This is quite interesting, I suggest taking it and doing some personnal research if you're interested in self exploration. If not, it will at least peak your curiousity for a bit. Post your results after and feel free to discuss amongst other results. I've taken the questionnaire several times, and also have tried multiple similar "16 types" before with the result of an INTJ. Personality test based on Jung and Briggs Myers typology This assessment is a psychometric questionnaire designed to measure psychological preferences in how people perceive the world and make decisions. These preferences were extrapolated from the typological theories proposed by Carl Gustav Jung and first published in his 1921 book, "Psychological Types" (1923). The original developers of the personality inventory were Katharine Cook Briggs and her daughter, Isabel Briggs Myers.
INTP...These things are wildly inaccurate in my opinion though. I remember I did one that only had four personalities, and you lined up to two...The same shit as in the ancient times, and the only way the ancient's had personality right was if the witch doctor was crazy.

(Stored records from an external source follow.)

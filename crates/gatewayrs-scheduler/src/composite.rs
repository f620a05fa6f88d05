//! Composite-channel resolution: pattern-match a model name to a mapping,
//! then walk the primary target plus its failover chain looking for the
//! first channel with usable credentials. Nested composites are resolved
//! recursively with a depth limit (cycle guard, §9).

use std::collections::HashMap;

use crate::model::Channel;

pub const MAX_COMPOSITE_DEPTH: u8 = 4;

#[derive(Debug, Clone)]
pub struct CompositeResolution {
    pub channel_id: String,
    pub resolved_model: Option<String>,
    pub remaining_chain: Vec<String>,
    pub via_failover: bool,
}

/// Resolves `composite` against `model`, returning the first usable
/// concrete channel it routes to. `channels_by_id` must contain every
/// channel in the composite's family, keyed by id.
pub fn resolve(
    composite: &Channel,
    model: &str,
    channels_by_id: &HashMap<&str, &Channel>,
) -> Option<CompositeResolution> {
    let mapping = composite
        .composite_mappings
        .iter()
        .find(|m| model.to_lowercase().contains(&m.pattern.to_lowercase()))?;

    let mut candidates: Vec<(String, bool)> = vec![(mapping.target_channel_id.clone(), false)];
    candidates.extend(mapping.failover_chain.iter().map(|id| (id.clone(), true)));

    resolve_candidates(&candidates, mapping.target_model_override.as_deref(), model, channels_by_id, 0)
}

/// Continues resolution from a previously-carried failover chain, after the
/// pattern match has already happened. Every entry is treated as a chain
/// member (status/suspension/health checks are skipped — "the composite
/// owns the routing decision").
pub fn resolve_next_failover(
    remaining_chain: &[String],
    model_override: Option<&str>,
    model: &str,
    channels_by_id: &HashMap<&str, &Channel>,
) -> Option<CompositeResolution> {
    let candidates: Vec<(String, bool)> = remaining_chain.iter().map(|id| (id.clone(), true)).collect();
    resolve_candidates(&candidates, model_override, model, channels_by_id, 0)
}

fn resolve_candidates(
    candidates: &[(String, bool)],
    model_override: Option<&str>,
    model: &str,
    channels_by_id: &HashMap<&str, &Channel>,
    depth: u8,
) -> Option<CompositeResolution> {
    if depth >= MAX_COMPOSITE_DEPTH {
        return None;
    }
    for (idx, (target_id, is_chain_member)) in candidates.iter().enumerate() {
        let Some(target) = channels_by_id.get(target_id.as_str()) else {
            continue;
        };
        let rest: Vec<String> = candidates[idx + 1..].iter().map(|(id, _)| id.clone()).collect();

        if target.is_composite() {
            let Some(inner) = resolve(target, model, channels_by_id) else {
                continue;
            };
            let mut remaining = inner.remaining_chain;
            remaining.extend(rest);
            return Some(CompositeResolution {
                channel_id: inner.channel_id,
                resolved_model: inner.resolved_model.or_else(|| model_override.map(str::to_string)),
                remaining_chain: remaining,
                via_failover: *is_chain_member || inner.via_failover,
            });
        }

        if target.credentials.is_usable() {
            return Some(CompositeResolution {
                channel_id: target_id.clone(),
                resolved_model: model_override.map(str::to_string),
                remaining_chain: rest,
                via_failover: *is_chain_member,
            });
        }
    }
    None
}

#[cfg(test)]
mod tests {
    use super::*;
    use crate::model::{ChannelCredentials, ChannelStatus, CompositeMapping};
    use gatewayrs_common::Family;

    fn leaf(id: &str, usable: bool) -> Channel {
        Channel {
            id: id.to_string(),
            family: Family::Messages,
            display_name: id.to_string(),
            service_type: "claude".into(),
            credentials: if usable {
                ChannelCredentials::ApiKeys(vec!["k".into()])
            } else {
                ChannelCredentials::None
            },
            base_url: "https://example".into(),
            priority: 1,
            status: ChannelStatus::Active,
            promotion_until: None,
            quota: None,
            rpm_limit: 0,
            queue_enabled: false,
            queue_timeout: std::time::Duration::from_secs(30),
            composite_mappings: vec![],
        }
    }

    fn composite(id: &str, mappings: Vec<CompositeMapping>) -> Channel {
        Channel {
            id: id.to_string(),
            family: Family::Messages,
            display_name: id.to_string(),
            service_type: "composite".into(),
            credentials: ChannelCredentials::Composite,
            base_url: String::new(),
            priority: 1,
            status: ChannelStatus::Active,
            promotion_until: None,
            quota: None,
            rpm_limit: 0,
            queue_enabled: false,
            queue_timeout: std::time::Duration::from_secs(30),
            composite_mappings: mappings,
        }
    }

    #[test]
    fn resolves_primary_target_when_usable() {
        let sonnet = leaf("c-sonnet", true);
        let opus = leaf("c-opus", true);
        let comp = composite(
            "c",
            vec![CompositeMapping {
                pattern: "sonnet".into(),
                target_channel_id: "c-sonnet".into(),
                target_model_override: None,
                failover_chain: vec!["c-opus".into()],
            }],
        );
        let map: HashMap<&str, &Channel> =
            [("c-sonnet", &sonnet), ("c-opus", &opus), ("c", &comp)].into_iter().collect();
        let resolution = resolve(&comp, "claude-sonnet-4-5", &map).unwrap();
        assert_eq!(resolution.channel_id, "c-sonnet");
        assert!(!resolution.via_failover);
        assert_eq!(resolution.remaining_chain, vec!["c-opus".to_string()]);
    }

    #[test]
    fn falls_to_failover_chain_when_primary_unusable() {
        let sonnet = leaf("c-sonnet", false);
        let opus = leaf("c-opus", true);
        let comp = composite(
            "c",
            vec![CompositeMapping {
                pattern: "sonnet".into(),
                target_channel_id: "c-sonnet".into(),
                target_model_override: None,
                failover_chain: vec!["c-opus".into()],
            }],
        );
        let map: HashMap<&str, &Channel> =
            [("c-sonnet", &sonnet), ("c-opus", &opus), ("c", &comp)].into_iter().collect();
        let resolution = resolve(&comp, "claude-sonnet-4-5", &map).unwrap();
        assert_eq!(resolution.channel_id, "c-opus");
        assert!(resolution.via_failover);
    }

    #[test]
    fn no_pattern_match_returns_none() {
        let comp = composite(
            "c",
            vec![CompositeMapping {
                pattern: "haiku".into(),
                target_channel_id: "c-haiku".into(),
                target_model_override: None,
                failover_chain: vec![],
            }],
        );
        let map: HashMap<&str, &Channel> = [("c", &comp)].into_iter().collect();
        assert!(resolve(&comp, "claude-sonnet-4-5", &map).is_none());
    }
}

I was really into MBTI (and the Enneagram) a couple of years ago, it's easy to get obsessed if you're interested in analysing people. I'm an INTJ, 5 on the Enneagram.
Hm, maybe you're not "tuned in" to yourself.. Or have yet to come to terms with some aspects of your personality. Also, for some affected by mood/state, you may want to take it multiple times.
You have moderate preference of Extraversion over Introversion (33%) You have moderate preference of Intuition over Sensing (38%) You have moderate preference of Feeling over Thinking (25%) You have slight preference of Perceiving over Judging (11%) so ENFP whatever, yo
No...I'm plenty in tune with myself, I created myself from the ground up. I just don't agree that there are only 16, 4, 8, or whatever the fuck number of personalities, I believe there are far more...Far, far more. I further do not agree with typing people based on a scale with similar numbers, it is counter-productive for the most part. I wrote up a really good argument against them for a class that made us take them so we could write about our personality types, one of two classes I did that for. It isn't that my results are screwed up, I just don't agree with the aim of personality typing.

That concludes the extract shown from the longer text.